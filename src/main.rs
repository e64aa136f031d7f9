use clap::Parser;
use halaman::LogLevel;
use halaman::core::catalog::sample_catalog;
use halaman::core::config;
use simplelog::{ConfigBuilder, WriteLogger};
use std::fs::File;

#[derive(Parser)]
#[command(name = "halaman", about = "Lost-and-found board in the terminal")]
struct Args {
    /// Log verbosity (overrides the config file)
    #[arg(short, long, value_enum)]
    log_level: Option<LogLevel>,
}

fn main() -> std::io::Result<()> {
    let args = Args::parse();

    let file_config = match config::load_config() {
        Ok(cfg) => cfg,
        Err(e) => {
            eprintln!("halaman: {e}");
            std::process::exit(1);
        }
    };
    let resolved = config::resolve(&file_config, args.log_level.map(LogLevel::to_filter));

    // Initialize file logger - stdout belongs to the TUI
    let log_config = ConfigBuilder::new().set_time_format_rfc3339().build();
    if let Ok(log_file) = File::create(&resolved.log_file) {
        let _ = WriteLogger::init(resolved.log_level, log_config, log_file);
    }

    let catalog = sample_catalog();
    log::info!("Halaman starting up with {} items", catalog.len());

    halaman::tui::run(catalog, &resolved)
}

• • • • •

WHAT THE TASK REQUIRES — Return each line among the entries that holds the word "catalog".

OUTPUT —
use halaman::core::catalog::sample_catalog;
    let catalog = sample_catalog();
    log::info!("Halaman starting up with {} items", catalog.len());
    halaman::tui::run(catalog, &resolved)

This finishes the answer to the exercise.